● Exercise brief
Within the records below is a range that opens at the line with "async fn load(&self, board_id: &str)" and closes at the line with "self.write_bytes(&path, render(links).as_bytes()).await?;". Return that range word for word, both ends included, and only that range.

Stored data entries:
• • • • • • •
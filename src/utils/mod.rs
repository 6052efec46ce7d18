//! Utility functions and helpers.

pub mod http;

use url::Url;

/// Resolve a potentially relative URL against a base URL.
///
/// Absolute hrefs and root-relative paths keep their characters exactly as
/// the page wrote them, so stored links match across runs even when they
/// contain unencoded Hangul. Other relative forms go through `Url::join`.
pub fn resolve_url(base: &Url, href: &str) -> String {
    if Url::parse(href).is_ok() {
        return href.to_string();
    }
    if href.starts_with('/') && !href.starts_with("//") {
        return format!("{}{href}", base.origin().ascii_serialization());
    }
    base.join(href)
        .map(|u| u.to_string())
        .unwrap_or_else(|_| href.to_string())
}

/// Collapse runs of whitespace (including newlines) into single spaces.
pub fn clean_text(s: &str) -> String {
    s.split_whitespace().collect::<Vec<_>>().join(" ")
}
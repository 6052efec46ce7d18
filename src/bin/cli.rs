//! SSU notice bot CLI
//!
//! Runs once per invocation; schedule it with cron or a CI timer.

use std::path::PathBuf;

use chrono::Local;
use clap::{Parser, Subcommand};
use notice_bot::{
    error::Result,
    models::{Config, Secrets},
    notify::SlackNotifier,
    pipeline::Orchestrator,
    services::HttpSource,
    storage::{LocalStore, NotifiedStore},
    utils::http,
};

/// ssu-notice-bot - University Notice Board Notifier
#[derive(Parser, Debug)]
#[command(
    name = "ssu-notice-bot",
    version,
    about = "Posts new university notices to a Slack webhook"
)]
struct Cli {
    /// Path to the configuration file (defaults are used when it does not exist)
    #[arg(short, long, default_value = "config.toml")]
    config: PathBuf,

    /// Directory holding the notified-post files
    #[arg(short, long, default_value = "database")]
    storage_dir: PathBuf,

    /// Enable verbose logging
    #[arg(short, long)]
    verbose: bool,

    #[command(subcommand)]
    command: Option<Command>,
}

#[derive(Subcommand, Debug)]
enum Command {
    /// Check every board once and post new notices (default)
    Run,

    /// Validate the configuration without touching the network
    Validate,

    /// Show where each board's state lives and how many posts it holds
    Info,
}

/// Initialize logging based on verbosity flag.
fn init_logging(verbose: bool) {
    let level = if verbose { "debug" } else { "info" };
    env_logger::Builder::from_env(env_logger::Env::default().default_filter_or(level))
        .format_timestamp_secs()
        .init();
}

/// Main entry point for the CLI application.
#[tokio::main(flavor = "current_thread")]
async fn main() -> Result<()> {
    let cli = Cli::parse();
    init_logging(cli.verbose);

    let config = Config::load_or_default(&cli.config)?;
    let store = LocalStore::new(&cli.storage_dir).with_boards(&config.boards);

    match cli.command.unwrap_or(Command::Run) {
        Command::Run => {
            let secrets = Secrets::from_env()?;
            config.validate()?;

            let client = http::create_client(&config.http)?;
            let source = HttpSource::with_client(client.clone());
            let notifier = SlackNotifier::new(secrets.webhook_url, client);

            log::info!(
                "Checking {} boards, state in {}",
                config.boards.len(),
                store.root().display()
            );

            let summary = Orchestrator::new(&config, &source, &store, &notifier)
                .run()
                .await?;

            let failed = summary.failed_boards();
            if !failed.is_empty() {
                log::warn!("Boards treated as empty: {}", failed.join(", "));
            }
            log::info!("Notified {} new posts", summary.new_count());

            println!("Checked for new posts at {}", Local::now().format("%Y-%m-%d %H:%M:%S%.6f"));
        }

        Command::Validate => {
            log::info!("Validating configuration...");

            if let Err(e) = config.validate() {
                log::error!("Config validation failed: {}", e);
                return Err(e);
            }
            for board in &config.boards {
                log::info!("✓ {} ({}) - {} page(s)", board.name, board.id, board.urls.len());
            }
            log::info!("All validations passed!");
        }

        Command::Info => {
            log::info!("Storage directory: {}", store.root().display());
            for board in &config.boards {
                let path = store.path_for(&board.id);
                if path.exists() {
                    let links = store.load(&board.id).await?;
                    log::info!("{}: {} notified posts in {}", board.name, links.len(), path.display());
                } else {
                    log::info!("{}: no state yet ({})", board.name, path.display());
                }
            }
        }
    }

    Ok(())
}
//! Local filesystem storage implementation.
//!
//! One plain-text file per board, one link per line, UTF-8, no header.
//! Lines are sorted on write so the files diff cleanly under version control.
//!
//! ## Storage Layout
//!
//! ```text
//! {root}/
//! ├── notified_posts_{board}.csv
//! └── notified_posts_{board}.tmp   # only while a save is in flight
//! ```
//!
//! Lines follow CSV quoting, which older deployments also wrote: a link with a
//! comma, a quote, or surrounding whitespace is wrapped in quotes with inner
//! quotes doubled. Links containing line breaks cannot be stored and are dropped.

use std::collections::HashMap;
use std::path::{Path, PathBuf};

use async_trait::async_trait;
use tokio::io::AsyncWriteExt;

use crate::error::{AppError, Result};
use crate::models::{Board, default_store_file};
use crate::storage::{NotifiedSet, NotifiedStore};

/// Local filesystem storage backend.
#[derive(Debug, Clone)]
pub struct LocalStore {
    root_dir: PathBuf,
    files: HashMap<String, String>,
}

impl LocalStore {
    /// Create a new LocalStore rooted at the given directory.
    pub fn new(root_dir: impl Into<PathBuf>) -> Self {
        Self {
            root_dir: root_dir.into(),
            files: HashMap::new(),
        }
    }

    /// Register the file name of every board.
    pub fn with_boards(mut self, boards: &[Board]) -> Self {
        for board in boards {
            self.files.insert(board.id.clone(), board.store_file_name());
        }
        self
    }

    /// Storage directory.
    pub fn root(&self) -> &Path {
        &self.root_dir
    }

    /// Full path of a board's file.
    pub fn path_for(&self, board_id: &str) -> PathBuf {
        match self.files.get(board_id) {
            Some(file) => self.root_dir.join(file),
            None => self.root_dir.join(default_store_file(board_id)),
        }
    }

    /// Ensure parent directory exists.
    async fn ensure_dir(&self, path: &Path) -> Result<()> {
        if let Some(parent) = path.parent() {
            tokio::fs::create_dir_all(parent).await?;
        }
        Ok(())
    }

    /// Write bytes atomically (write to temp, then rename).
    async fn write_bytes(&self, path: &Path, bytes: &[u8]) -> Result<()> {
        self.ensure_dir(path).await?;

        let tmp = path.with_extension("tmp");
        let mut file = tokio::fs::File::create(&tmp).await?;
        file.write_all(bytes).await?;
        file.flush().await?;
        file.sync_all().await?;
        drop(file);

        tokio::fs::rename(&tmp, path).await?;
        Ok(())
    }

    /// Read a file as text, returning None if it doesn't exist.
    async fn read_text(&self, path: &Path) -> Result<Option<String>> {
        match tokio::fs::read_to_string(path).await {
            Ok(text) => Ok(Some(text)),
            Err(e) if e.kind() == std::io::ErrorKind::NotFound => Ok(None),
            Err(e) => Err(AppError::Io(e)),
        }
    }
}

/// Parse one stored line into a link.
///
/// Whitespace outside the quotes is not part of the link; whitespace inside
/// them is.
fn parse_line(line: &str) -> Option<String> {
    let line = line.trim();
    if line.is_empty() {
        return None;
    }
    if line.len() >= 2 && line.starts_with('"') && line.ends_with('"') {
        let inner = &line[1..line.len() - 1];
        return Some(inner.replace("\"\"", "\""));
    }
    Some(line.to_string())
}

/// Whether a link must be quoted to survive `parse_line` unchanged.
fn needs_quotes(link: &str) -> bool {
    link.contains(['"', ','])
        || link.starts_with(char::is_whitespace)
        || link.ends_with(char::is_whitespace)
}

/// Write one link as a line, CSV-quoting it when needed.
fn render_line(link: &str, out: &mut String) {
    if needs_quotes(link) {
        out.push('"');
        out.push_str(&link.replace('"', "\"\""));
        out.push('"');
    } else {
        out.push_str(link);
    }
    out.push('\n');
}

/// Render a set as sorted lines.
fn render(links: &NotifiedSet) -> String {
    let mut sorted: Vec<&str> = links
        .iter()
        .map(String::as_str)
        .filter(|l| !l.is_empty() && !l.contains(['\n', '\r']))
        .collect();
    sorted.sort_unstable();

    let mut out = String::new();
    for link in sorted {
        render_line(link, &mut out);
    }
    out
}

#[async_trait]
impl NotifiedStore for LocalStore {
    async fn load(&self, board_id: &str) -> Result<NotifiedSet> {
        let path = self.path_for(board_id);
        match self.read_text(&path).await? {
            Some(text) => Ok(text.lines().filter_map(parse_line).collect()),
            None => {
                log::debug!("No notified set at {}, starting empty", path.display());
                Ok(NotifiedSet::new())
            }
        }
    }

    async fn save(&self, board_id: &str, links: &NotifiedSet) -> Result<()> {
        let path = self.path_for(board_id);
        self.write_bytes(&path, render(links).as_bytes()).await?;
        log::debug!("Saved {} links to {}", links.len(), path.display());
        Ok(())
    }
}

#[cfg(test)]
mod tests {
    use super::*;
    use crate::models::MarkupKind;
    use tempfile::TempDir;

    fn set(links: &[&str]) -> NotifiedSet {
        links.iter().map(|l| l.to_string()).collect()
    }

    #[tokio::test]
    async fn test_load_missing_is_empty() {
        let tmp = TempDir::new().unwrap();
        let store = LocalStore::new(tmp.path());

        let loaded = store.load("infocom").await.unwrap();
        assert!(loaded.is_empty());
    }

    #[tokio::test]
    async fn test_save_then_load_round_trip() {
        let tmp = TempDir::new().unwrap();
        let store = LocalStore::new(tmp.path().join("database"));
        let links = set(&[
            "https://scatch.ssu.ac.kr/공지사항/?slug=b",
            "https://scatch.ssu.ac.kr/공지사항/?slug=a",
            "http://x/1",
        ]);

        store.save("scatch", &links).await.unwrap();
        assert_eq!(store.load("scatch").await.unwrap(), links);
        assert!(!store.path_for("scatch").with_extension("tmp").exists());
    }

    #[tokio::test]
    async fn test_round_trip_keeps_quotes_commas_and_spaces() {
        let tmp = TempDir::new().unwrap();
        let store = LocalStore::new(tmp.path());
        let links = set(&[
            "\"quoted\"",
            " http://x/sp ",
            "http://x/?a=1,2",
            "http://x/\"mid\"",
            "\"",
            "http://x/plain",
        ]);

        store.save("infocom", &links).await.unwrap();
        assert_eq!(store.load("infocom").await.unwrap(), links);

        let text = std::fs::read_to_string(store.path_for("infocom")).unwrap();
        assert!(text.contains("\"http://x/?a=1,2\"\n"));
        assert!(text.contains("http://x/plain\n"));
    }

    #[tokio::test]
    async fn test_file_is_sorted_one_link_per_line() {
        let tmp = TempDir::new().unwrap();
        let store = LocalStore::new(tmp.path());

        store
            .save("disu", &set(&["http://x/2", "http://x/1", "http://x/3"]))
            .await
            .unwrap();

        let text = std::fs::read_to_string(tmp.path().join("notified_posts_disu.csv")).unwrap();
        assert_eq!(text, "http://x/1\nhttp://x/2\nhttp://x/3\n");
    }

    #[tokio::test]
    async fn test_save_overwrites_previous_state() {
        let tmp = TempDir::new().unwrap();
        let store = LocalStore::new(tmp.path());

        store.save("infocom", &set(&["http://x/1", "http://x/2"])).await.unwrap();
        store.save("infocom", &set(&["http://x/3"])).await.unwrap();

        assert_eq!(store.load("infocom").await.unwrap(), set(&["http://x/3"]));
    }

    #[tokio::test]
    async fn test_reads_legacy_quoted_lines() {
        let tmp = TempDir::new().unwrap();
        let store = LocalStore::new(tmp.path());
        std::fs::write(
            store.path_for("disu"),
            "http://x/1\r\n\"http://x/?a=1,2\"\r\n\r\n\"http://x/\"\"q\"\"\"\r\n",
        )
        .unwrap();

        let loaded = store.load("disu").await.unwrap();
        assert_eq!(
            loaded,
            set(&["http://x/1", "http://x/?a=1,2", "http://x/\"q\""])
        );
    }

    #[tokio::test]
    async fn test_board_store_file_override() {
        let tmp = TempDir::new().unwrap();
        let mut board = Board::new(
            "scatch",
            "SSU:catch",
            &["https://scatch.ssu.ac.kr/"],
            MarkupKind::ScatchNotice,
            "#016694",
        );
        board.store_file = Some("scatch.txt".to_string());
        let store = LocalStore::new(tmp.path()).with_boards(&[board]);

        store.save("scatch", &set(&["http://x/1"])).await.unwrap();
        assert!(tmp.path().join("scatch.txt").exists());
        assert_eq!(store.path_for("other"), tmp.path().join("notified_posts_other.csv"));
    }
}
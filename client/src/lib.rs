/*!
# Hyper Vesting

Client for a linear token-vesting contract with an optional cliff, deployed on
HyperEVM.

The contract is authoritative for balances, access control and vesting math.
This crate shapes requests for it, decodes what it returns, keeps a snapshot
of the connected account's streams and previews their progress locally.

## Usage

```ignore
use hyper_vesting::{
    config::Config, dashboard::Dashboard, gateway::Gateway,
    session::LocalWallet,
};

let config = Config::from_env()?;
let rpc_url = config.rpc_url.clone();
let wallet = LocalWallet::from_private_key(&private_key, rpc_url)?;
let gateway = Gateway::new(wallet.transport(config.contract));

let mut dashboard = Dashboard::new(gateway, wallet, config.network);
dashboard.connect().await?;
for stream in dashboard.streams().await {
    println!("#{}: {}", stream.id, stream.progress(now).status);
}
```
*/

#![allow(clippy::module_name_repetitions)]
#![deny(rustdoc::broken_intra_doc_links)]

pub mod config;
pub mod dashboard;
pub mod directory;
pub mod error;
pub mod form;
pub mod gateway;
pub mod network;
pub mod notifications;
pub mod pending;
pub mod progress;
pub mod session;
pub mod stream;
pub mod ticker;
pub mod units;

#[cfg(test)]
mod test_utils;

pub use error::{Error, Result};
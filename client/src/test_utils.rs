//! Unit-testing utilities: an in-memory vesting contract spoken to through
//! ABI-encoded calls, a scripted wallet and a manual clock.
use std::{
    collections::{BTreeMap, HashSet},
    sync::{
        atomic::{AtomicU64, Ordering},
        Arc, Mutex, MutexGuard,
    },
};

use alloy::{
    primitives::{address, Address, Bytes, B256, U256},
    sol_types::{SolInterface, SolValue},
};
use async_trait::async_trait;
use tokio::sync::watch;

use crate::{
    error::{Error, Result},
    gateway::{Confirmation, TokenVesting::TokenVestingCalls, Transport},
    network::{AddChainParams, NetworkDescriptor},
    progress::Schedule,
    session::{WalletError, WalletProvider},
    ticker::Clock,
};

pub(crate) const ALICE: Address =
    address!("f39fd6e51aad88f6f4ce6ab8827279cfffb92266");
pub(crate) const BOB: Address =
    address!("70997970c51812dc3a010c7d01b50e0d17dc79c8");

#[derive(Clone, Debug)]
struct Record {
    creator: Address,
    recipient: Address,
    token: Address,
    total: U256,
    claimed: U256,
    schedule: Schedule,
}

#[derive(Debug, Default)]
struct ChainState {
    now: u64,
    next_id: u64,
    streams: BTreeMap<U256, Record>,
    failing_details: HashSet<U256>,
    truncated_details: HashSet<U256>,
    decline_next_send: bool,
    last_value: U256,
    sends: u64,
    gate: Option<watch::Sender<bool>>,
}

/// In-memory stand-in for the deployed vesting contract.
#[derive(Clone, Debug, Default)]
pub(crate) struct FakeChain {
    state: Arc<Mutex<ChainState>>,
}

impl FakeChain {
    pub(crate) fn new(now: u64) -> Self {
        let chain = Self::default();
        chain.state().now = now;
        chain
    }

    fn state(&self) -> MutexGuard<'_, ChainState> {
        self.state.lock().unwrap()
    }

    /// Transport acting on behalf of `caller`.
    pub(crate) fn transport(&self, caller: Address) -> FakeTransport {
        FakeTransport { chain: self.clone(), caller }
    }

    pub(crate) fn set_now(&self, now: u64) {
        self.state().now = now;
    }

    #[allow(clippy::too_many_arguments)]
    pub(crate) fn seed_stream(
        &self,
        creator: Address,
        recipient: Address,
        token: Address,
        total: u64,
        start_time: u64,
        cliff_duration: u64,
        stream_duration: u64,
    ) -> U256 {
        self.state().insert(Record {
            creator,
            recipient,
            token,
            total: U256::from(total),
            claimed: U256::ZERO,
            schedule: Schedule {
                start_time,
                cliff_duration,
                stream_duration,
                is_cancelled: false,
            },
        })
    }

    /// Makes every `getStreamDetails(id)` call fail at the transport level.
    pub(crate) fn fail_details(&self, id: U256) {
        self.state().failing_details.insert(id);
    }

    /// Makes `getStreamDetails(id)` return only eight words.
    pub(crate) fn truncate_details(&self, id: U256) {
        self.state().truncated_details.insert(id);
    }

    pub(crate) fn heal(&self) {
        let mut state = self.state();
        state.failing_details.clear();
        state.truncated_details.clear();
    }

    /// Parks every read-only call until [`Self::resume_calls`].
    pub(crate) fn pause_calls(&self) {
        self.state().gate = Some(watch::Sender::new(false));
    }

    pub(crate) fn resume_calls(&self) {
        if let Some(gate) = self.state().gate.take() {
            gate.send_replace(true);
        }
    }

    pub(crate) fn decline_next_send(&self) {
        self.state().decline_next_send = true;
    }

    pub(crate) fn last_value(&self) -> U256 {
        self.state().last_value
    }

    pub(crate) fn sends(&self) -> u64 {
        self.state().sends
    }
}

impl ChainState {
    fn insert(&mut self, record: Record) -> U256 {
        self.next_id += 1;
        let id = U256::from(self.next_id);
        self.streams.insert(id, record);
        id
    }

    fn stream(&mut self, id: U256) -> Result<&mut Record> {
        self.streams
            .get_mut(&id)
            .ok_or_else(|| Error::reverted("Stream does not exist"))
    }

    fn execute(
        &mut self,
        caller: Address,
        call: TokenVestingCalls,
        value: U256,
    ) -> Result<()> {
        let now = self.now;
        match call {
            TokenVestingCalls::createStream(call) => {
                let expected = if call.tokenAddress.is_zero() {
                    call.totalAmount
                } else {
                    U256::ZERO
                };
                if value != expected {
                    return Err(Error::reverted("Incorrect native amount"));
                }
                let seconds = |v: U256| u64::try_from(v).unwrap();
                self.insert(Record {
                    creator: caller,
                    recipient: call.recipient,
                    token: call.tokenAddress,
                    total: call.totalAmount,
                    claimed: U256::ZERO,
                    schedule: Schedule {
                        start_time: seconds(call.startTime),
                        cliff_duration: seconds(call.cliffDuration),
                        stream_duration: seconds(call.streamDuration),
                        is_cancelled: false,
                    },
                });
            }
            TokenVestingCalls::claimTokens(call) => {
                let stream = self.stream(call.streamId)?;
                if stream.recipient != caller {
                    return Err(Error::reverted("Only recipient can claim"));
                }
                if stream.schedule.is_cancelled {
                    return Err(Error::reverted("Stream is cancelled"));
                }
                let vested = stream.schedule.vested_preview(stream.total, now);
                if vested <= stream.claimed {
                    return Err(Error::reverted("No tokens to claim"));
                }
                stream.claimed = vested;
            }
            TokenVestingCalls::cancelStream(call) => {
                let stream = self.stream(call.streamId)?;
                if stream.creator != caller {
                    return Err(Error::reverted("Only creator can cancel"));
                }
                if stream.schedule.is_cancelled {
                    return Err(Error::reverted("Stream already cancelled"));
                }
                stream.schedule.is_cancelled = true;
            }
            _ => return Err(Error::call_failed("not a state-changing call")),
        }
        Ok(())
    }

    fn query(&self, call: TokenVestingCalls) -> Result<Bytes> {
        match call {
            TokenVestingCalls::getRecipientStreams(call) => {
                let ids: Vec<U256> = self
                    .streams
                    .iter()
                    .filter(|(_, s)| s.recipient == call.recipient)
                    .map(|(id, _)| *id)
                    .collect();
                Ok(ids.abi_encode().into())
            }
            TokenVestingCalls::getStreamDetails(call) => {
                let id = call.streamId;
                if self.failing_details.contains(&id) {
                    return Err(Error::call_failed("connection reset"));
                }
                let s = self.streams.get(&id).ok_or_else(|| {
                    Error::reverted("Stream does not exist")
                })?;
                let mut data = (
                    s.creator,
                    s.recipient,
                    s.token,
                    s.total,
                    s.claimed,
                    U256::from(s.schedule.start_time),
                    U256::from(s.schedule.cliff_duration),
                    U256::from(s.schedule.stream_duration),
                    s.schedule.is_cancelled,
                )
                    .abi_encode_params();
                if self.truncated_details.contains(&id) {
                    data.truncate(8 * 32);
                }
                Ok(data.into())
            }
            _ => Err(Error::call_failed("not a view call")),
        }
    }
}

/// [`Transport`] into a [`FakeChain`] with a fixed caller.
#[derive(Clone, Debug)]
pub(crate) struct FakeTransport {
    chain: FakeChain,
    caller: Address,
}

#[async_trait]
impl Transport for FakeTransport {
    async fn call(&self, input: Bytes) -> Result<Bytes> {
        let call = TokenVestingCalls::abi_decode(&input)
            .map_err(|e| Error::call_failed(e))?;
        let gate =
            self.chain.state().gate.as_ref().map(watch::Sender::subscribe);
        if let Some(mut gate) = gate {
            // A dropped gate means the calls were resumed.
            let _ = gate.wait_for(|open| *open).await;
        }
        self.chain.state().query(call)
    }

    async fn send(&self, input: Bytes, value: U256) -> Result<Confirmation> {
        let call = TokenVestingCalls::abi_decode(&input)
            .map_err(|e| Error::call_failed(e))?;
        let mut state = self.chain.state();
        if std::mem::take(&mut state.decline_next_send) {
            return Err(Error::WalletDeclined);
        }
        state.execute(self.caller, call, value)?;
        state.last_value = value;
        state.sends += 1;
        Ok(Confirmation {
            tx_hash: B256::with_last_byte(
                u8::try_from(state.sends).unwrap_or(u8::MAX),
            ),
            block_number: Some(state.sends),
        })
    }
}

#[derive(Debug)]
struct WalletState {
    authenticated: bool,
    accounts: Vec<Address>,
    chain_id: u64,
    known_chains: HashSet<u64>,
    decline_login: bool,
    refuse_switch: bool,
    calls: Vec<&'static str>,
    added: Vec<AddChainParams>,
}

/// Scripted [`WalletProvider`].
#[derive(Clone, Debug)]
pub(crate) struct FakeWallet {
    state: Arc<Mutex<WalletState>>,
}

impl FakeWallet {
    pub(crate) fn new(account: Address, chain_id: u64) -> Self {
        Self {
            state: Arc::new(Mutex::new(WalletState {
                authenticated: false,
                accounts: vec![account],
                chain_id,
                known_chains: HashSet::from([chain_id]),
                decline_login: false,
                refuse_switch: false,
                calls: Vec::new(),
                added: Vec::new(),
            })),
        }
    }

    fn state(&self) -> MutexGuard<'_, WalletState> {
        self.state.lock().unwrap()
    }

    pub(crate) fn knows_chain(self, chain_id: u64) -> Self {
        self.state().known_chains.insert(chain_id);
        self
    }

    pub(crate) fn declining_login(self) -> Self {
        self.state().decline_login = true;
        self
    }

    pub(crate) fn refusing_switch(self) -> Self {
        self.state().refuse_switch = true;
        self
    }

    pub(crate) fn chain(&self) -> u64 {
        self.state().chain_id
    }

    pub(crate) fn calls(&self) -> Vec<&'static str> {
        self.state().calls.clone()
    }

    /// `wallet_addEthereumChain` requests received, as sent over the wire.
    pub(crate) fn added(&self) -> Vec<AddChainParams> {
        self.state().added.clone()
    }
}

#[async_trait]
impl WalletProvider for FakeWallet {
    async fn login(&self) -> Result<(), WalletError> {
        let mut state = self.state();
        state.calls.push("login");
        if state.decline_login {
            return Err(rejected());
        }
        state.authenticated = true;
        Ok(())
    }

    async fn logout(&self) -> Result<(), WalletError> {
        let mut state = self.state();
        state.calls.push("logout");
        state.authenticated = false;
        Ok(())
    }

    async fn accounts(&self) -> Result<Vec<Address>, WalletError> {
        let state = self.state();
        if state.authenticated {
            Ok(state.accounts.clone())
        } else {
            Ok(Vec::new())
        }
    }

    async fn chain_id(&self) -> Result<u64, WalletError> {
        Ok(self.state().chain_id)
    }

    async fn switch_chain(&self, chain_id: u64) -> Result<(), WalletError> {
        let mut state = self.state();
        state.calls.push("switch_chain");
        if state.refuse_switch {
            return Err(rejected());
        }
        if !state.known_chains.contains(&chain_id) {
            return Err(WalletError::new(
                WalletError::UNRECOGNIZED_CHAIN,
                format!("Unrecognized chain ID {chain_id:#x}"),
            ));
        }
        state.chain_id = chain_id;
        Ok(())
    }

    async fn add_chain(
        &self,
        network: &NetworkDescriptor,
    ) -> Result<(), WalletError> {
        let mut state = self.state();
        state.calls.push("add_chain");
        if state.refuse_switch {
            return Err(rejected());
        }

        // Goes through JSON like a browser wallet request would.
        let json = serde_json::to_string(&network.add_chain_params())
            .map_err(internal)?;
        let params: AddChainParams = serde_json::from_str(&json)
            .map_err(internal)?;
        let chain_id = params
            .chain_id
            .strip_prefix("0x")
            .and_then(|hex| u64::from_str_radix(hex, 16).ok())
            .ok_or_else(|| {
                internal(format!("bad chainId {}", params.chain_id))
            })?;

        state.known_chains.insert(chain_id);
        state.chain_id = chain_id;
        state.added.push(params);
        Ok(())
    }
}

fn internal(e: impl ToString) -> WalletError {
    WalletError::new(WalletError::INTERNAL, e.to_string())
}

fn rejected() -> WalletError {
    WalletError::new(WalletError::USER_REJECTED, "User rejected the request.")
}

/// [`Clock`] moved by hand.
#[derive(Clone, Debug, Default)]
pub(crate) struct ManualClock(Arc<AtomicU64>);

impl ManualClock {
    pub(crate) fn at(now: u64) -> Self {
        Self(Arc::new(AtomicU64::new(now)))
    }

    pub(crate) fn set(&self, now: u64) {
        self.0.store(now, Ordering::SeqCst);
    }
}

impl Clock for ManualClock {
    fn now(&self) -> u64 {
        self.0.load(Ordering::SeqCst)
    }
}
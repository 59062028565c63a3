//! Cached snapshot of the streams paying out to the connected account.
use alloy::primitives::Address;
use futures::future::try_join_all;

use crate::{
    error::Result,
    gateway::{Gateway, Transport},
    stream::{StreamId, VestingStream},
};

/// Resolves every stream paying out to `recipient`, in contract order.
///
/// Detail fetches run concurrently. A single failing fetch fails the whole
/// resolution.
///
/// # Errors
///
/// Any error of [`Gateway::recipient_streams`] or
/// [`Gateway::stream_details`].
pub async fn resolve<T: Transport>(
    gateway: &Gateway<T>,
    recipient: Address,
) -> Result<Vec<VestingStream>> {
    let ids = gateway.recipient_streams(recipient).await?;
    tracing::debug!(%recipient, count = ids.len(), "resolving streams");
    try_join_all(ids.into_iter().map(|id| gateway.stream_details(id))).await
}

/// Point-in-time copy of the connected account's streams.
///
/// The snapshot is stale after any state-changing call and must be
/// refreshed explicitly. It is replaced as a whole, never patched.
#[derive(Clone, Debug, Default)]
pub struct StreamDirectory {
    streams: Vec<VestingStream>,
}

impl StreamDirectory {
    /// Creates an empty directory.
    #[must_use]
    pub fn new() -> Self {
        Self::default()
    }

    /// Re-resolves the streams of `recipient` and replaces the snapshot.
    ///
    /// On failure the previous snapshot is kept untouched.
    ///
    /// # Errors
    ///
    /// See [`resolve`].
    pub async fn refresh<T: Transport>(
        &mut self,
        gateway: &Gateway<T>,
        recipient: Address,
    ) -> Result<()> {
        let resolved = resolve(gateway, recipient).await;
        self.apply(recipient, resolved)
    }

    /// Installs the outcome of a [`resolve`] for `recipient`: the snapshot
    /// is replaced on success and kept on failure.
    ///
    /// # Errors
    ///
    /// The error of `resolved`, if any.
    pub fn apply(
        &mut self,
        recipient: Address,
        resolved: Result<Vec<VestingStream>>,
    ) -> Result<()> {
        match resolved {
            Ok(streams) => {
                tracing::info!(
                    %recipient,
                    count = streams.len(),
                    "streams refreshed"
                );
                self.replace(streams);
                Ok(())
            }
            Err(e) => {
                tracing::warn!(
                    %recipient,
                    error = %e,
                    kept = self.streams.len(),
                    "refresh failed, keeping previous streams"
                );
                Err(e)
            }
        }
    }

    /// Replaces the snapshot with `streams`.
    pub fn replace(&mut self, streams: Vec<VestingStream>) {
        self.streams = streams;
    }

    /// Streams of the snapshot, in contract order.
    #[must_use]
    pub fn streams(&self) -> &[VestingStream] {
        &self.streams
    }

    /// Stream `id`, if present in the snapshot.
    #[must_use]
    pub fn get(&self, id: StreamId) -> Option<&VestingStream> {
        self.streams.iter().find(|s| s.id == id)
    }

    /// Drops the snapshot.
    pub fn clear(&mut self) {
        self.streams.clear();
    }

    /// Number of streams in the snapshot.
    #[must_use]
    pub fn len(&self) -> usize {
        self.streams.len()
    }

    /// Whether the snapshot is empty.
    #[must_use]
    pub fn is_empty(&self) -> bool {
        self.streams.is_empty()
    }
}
• • • • • • •
● Response to this task
    async fn load(&self, board_id: &str) -> Result<NotifiedSet> {
        let path = self.path_for(board_id);
        match self.read_text(&path).await? {
            Some(text) => Ok(text.lines().filter_map(parse_line).collect()),
            None => {
                log::debug!("No notified set at {}, starting empty", path.display());
                Ok(NotifiedSet::new())
            }
        }
    }

    async fn save(&self, board_id: &str, links: &NotifiedSet) -> Result<()> {
        let path = self.path_for(board_id);
        self.write_bytes(&path, render(links).as_bytes()).await?;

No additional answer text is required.